I’m not giving the group a pass, but I was rather impressed by the lot of them. During the meeting, the members of the group demonstrated a fair amount of trust with one another. They developed an ability to speak openly and respectfully with one another—which is a boon to any conversation about racism.

Group members presented and took ownership of real-life instances of getting it wrong, failed attempts at getting loved ones to board the equality train, and how exhausting acknowledging, excavating, and exorcising their own racist beliefs and practices can be.

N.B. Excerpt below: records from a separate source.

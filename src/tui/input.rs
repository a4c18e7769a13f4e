//! Keyboard mapping for the board cursor.

use crossterm::event::KeyCode;
use noughts_core::Position;

/// Moves cursor based on arrow keys (or vi-style `hjkl`), stopping at edges.
pub fn move_cursor(cursor: Position, key: KeyCode) -> Position {
    let (row, col) = (cursor.row(), cursor.col());
    let (row, col) = match key {
        KeyCode::Up | KeyCode::Char('k') => (row.saturating_sub(1), col),
        KeyCode::Down | KeyCode::Char('j') => ((row + 1).min(2), col),
        KeyCode::Left | KeyCode::Char('h') => (row, col.saturating_sub(1)),
        KeyCode::Right | KeyCode::Char('l') => (row, (col + 1).min(2)),
        _ => (row, col),
    };
    Position::from_row_col(row, col).unwrap_or(cursor)
}

/// Maps keypad digits `1`-`9` to positions, row-major from the top-left.
pub fn digit_position(key: KeyCode) -> Option<Position> {
    match key {
        KeyCode::Char(c) => c
            .to_digit(10)
            .and_then(|d| (d as usize).checked_sub(1))
            .and_then(Position::from_index),
        _ => None,
    }
}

Over the course of the meeting, we touched on several topics, but I was able to give them a few nuggets to take with them:

  1. Know that when you serve as an ally you will get it wrong. More than once. More than twice. When you do, recognize what you did wrong, own it (without tears or fanfare), apologize, and do better next time.
  2. To serve as an ally is the decision you make the moment you encounter racial inequity. Allyship answers the question: How can I use my talents, gifts, and/or access in supporting this person/group in achieving racial equity? Sometimes it’s as simple as speaking out in the moment, other times it’s the birth of a new strategy or initiative.
  3. Allyship is never about “you” or what “you’re doing.” It’s not performative or a one-off, and there’s no merit badge given. The work is the reward. It’s about helping the marginalized people/person you’re supporting.
  4. Be prepared. Do your own research and don’t be surprised if we Black people are unwilling to relive our trauma in order to teach you what is freely available on the internet.
  5. Serving as an ally is a lifelong commitment.

Was this group the world’s best group of allies? No. You show me that group and I’ll show you a group of delusional, self-absorbed people. But these people were open to recognizing their shortcomings, learning more, and doing better. And that’s saying a lot.

It’s easy to dismiss people out of hand because they’re not as familiar with concepts that Black, Indigenous, and People of Color and their allies and accomplices understand from lived experience. We all need just a little grace and a little wiggle room to grow into our better selves.